[EXTRACTED MATERIAL Boundary: Start]

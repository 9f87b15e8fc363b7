use std::iter::FusedIterator;

use super::error::DecodeError;
use super::parser::decode_rune;
use crate::text::rune::{REPLACEMENT_RUNE, Rune};

/// Returns true iff `bytes` is entirely well-formed UTF-8.
///
/// # Examples
/// ```
/// use runeshow_core::text::utf8::is_valid_utf8;
///
/// assert!(is_valid_utf8("日本語".as_bytes()));
/// assert!(!is_valid_utf8(b"\xed\xa0\xbd\x00"));
/// ```
pub fn is_valid_utf8(bytes: &[u8]) -> bool {
    std::str::from_utf8(bytes).is_ok()
}

/// Iterates `(byte offset, rune)` pairs over `bytes`.
///
/// A position that does not start a well-formed unit yields
/// [`REPLACEMENT_RUNE`] and the scan moves on by a single byte.
///
/// # Examples
/// ```
/// use runeshow_core::text::utf8::utf8_positions;
///
/// let pairs: Vec<_> = utf8_positions(b"\xff\x00").collect();
/// assert_eq!(pairs, vec![(0, 0xFFFD), (1, 0)]);
/// ```
pub fn utf8_positions(bytes: &[u8]) -> Utf8Positions<'_> {
    Utf8Positions { bytes, offset: 0 }
}

/// One iteration step with the detail the plain pair leaves out.
#[derive(Debug, Clone, Copy, PartialEq, Eq)]
pub struct Utf8Step {
    pub offset: usize,
    pub rune: Rune,
    /// Bytes consumed; always 1 for a substitution.
    pub width: usize,
    /// Present when `rune` is a substitution.
    pub error: Option<DecodeError>,
}

#[derive(Debug, Clone)]
pub struct Utf8Positions<'a> {
    bytes: &'a [u8],
    offset: usize,
}

impl Utf8Positions<'_> {
    /// Byte offset of the next step.
    pub fn offset(&self) -> usize {
        self.offset
    }

    pub fn next_step(&mut self) -> Option<Utf8Step> {
        let rest = self.bytes.get(self.offset..).filter(|rest| !rest.is_empty())?;
        let step = match decode_rune(rest) {
            Ok((rune, width)) => Utf8Step {
                offset: self.offset,
                rune,
                width,
                error: None,
            },
            Err(error) => Utf8Step {
                offset: self.offset,
                rune: REPLACEMENT_RUNE,
                width: 1,
                error: Some(error),
            },
        };
        self.offset += step.width;
        Some(step)
    }
}

impl Iterator for Utf8Positions<'_> {
    type Item = (usize, Rune);

    fn next(&mut self) -> Option<Self::Item> {
        self.next_step().map(|step| (step.offset, step.rune))
    }

    fn size_hint(&self) -> (usize, Option<usize>) {
        let remaining = self.bytes.len().saturating_sub(self.offset);
        (remaining.div_ceil(4), Some(remaining))
    }
}

impl FusedIterator for Utf8Positions<'_> {}

#[cfg(test)]
mod tests {
    use super::*;
    use crate::text::rune::rune_len;

    #[test]
    fn nihongo_steps_every_three_bytes() {
        let pairs: Vec<_> = utf8_positions("日本語".as_bytes()).collect();
        assert_eq!(pairs, vec![(0, 0x65E5), (3, 0x672C), (6, 0x8A9E)]);
    }

    #[test]
    fn encoded_surrogate_is_skipped_byte_by_byte() {
        let pairs: Vec<_> = utf8_positions(b"\xed\xa0\xbd\x00").collect();
        assert_eq!(
            pairs,
            vec![
                (0, REPLACEMENT_RUNE),
                (1, REPLACEMENT_RUNE),
                (2, REPLACEMENT_RUNE),
                (3, 0)
            ]
        );
    }

    #[test]
    fn bad_lead_then_terminator_yields_two_pairs() {
        for lead in [0x80u8, 0xBF, 0xC0, 0xF5, 0xFF] {
            let pairs: Vec<_> = utf8_positions(&[lead, 0x00]).collect();
            assert_eq!(pairs, vec![(0, REPLACEMENT_RUNE), (1, 0)], "lead 0x{lead:02x}");
        }
    }

    #[test]
    fn truncated_tail_is_replaced_per_byte() {
        let pairs: Vec<_> = utf8_positions(b"a\xe6\x97").collect();
        assert_eq!(
            pairs,
            vec![(0, 0x61), (1, REPLACEMENT_RUNE), (2, REPLACEMENT_RUNE)]
        );
    }

    #[test]
    fn valid_widths_add_up_to_the_input_length() {
        let text = "a\u{7FF}\u{FFFD}\u{10FFFF}é";
        let mut total = 0;
        let mut last = None;
        for (offset, rune) in utf8_positions(text.as_bytes()) {
            assert_eq!(offset, total);
            if let Some(prev) = last {
                assert!(offset > prev);
            }
            last = Some(offset);
            total += rune_len(rune).unwrap();
        }
        assert_eq!(total, text.len());
    }

    #[test]
    fn steps_carry_the_decode_error() {
        let mut positions = utf8_positions(b"\xc0\x80");
        let step = positions.next_step().unwrap();
        assert_eq!(step.width, 1);
        assert_eq!(
            step.error,
            Some(DecodeError::Overlong { value: 0, len: 2 })
        );
        assert_eq!(positions.offset(), 1);
        let step = positions.next_step().unwrap();
        assert_eq!(step.error, Some(DecodeError::InvalidLeadByte { value: 0x80 }));
        assert!(positions.next_step().is_none());
    }

    #[test]
    fn iteration_can_be_restarted() {
        let positions = utf8_positions("日本".as_bytes());
        let first: Vec<_> = positions.clone().collect();
        let second: Vec<_> = positions.collect();
        assert_eq!(first, second);
    }

    #[test]
    fn empty_input_yields_nothing() {
        assert!(is_valid_utf8(b""));
        assert_eq!(utf8_positions(b"").next(), None);
    }

    #[test]
    fn validity_agrees_with_substitutions() {
        let samples: [&[u8]; 8] = [
            b"plain ascii",
            "日本語".as_bytes(),
            b"\xed\xa0\xbd\x00",
            b"\xc0\x80",
            b"\xf4\x90\x80\x80",
            b"\xe6\x97",
            b"\xf0\x9f\x92\xa9",
            b"ok\xffok",
        ];
        for bytes in samples {
            assert!(utf8_positions(bytes).count() <= bytes.len());
            let mut positions = utf8_positions(bytes);
            let mut clean = true;
            while let Some(step) = positions.next_step() {
                clean &= step.error.is_none();
            }
            assert_eq!(is_valid_utf8(bytes), clean, "{bytes:02x?}");
        }
    }
}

[EXTRACTED MATERIAL Boundary: End]

Determine how many lines of the entries hold "Option", and reply with that number only.

## COMPLETED TASK
4